YOUR TASK
Where does the word "handle" appear in the entries below? Copy each line that holds it.

PROVIDED DATA
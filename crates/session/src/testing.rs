//! In-process fake of the GraphQL API for session tests

use std::collections::HashSet;
use std::sync::{Arc, Mutex};
use std::time::Duration;

use credentials::CredentialStore;
use serde_json::{Value, json};
use transport::header::AUTHORIZATION;
use transport::{
    GraphqlRequest, HttpRequest, HttpResponse, StatusCode, Transport, TransportFuture,
};

use crate::{RefreshRequestBuilder, Session, SessionConfig};

const URL: &str = "http://api.test/graphql";

#[derive(Debug, Clone)]
pub struct Call {
    pub operation: String,
    pub bearer: String,
}

#[derive(Default)]
struct State {
    access: HashSet<String>,
    refresh: HashSet<String>,
    issued: u32,
    calls: Vec<Call>,
}

impl State {
    /// Keep issued numbering ahead of seeded tokens such as `R1`.
    fn seed(&mut self, token: &str) {
        let n = token
            .trim_start_matches(|c: char| c.is_ascii_alphabetic())
            .parse()
            .unwrap_or(0);
        self.issued = self.issued.max(n);
    }

    fn issue(&mut self) -> (String, String) {
        self.issued += 1;
        let pair = (format!("A{}", self.issued), format!("R{}", self.issued));
        self.access.insert(pair.0.clone());
        self.refresh.insert(pair.1.clone());
        pair
    }
}

/// Answers `Login`, `LoginRefresh`, `Account`, `AllShows`, `Broken` and `Crash`.
///
/// Refresh tokens rotate: a used refresh token is no longer valid.
#[derive(Default)]
pub struct FakeApi {
    state: Mutex<State>,
    always_expired: bool,
}

impl FakeApi {
    pub fn new() -> Self {
        Self::default()
    }

    pub fn with_valid_access(self, token: &str) -> Self {
        {
            let mut state = self.state.lock().unwrap();
            state.seed(token);
            state.access.insert(token.to_string());
        }
        self
    }

    pub fn with_valid_refresh(self, token: &str) -> Self {
        {
            let mut state = self.state.lock().unwrap();
            state.seed(token);
            state.refresh.insert(token.to_string());
        }
        self
    }

    /// Every `Account` call reports an expired token.
    pub fn always_expired(mut self) -> Self {
        self.always_expired = true;
        self
    }

    pub fn calls(&self) -> Vec<Call> {
        self.state.lock().unwrap().calls.clone()
    }

    pub fn count(&self, operation: &str) -> usize {
        self.calls().iter().filter(|c| c.operation == operation).count()
    }

    async fn handle(&self, request: HttpRequest) -> transport::Result<HttpResponse> {
        let bearer = request
            .headers
            .get(AUTHORIZATION)
            .and_then(|v| v.to_str().ok())
            .and_then(|v| v.strip_prefix("Bearer "))
            .unwrap_or_default()
            .to_string();
        let body: GraphqlRequest = serde_json::from_slice(&request.body)
            .map_err(|e| transport::Error::InvalidRequest(e.to_string()))?;
        let operation = body.operation_name.clone();
        self.state.lock().unwrap().calls.push(Call {
            operation: operation.clone(),
            bearer: bearer.clone(),
        });

        match operation.as_str() {
            "Login" => {
                let (access, refresh) = self.state.lock().unwrap().issue();
                Ok(HttpResponse::json_ok(&json!({
                    "data": { "login": login_payload(&access, &refresh) }
                })))
            }
            "LoginRefresh" => {
                tokio::time::sleep(Duration::from_millis(20)).await;
                let presented = body
                    .variables
                    .as_ref()
                    .and_then(|v| v["refreshToken"].as_str())
                    .unwrap_or_default()
                    .to_string();
                let issued = {
                    let mut state = self.state.lock().unwrap();
                    if state.refresh.remove(&presented) {
                        Some(state.issue())
                    } else {
                        None
                    }
                };
                match issued {
                    Some((access, refresh)) => Ok(HttpResponse::json_ok(&json!({
                        "data": { "loginRefresh": login_payload(&access, &refresh) }
                    }))),
                    None => Ok(error_response(
                        json!({ "loginRefresh": null }),
                        "Invalid refresh token",
                    )),
                }
            }
            "Account" => {
                if bearer.is_empty() {
                    return Ok(error_response(json!({ "account": null }), "Unauthorized"));
                }
                let known = self.state.lock().unwrap().access.contains(&bearer);
                if self.always_expired || !known {
                    return Ok(error_response(
                        json!({ "account": null }),
                        crate::EXPIRED_TOKEN_MESSAGE,
                    ));
                }
                Ok(HttpResponse::json_ok(&json!({
                    "data": { "account": account() }
                })))
            }
            "AllShows" => Ok(HttpResponse::json_ok(&json!({
                "data": { "allShows": [] }
            }))),
            "Broken" => Err(transport::Error::Http("connection reset".into())),
            "Crash" => Ok(HttpResponse::new(
                StatusCode::INTERNAL_SERVER_ERROR,
                "internal error",
            )),
            other => Ok(error_response(Value::Null, &format!("unknown operation {other}"))),
        }
    }
}

impl Transport for FakeApi {
    fn id(&self) -> &str {
        "fake-api"
    }

    fn send(&self, request: HttpRequest) -> TransportFuture<'_> {
        Box::pin(self.handle(request))
    }
}

fn account() -> Value {
    json!({
        "id": "42",
        "username": "skipper",
        "email": "skipper@example.com",
        "role": "USER",
        "emailVerified": true
    })
}

fn login_payload(access: &str, refresh: &str) -> Value {
    json!({ "authToken": access, "refreshToken": refresh, "account": account() })
}

fn error_response(data: Value, message: &str) -> HttpResponse {
    HttpResponse::json_ok(&json!({
        "data": data,
        "errors": [{ "message": message }]
    }))
}

pub fn graphql_request(operation: &str, field: &str, variables: Option<Value>) -> HttpRequest {
    let body = GraphqlRequest {
        query: format!("query {operation} {{ {field} }}"),
        operation_name: operation.to_string(),
        variables,
    };
    HttpRequest::post_json(URL, &body).unwrap()
}

pub fn account_request() -> HttpRequest {
    graphql_request("Account", "account", None)
}

pub fn login_request() -> HttpRequest {
    graphql_request(
        "Login",
        "login",
        Some(json!({ "username": "skipper", "passwordHash": "abc" })),
    )
}

pub fn refresh_builder() -> RefreshRequestBuilder {
    Arc::new(|refresh_token: &str| {
        let body = GraphqlRequest {
            query: "mutation LoginRefresh($refreshToken: String!) { loginRefresh(refreshToken: $refreshToken) { authToken refreshToken } }".into(),
            operation_name: "LoginRefresh".into(),
            variables: Some(json!({ "refreshToken": refresh_token })),
        };
        HttpRequest::post_json(URL, &body)
    })
}

pub fn session_with(
    api: Arc<FakeApi>,
    store: Arc<dyn CredentialStore>,
    config: SessionConfig,
) -> Session {
    Session::new(api, store, refresh_builder(), config)
}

RESPONSE BELOW
    async fn handle(&self, request: HttpRequest) -> transport::Result<HttpResponse> {
        Box::pin(self.handle(request))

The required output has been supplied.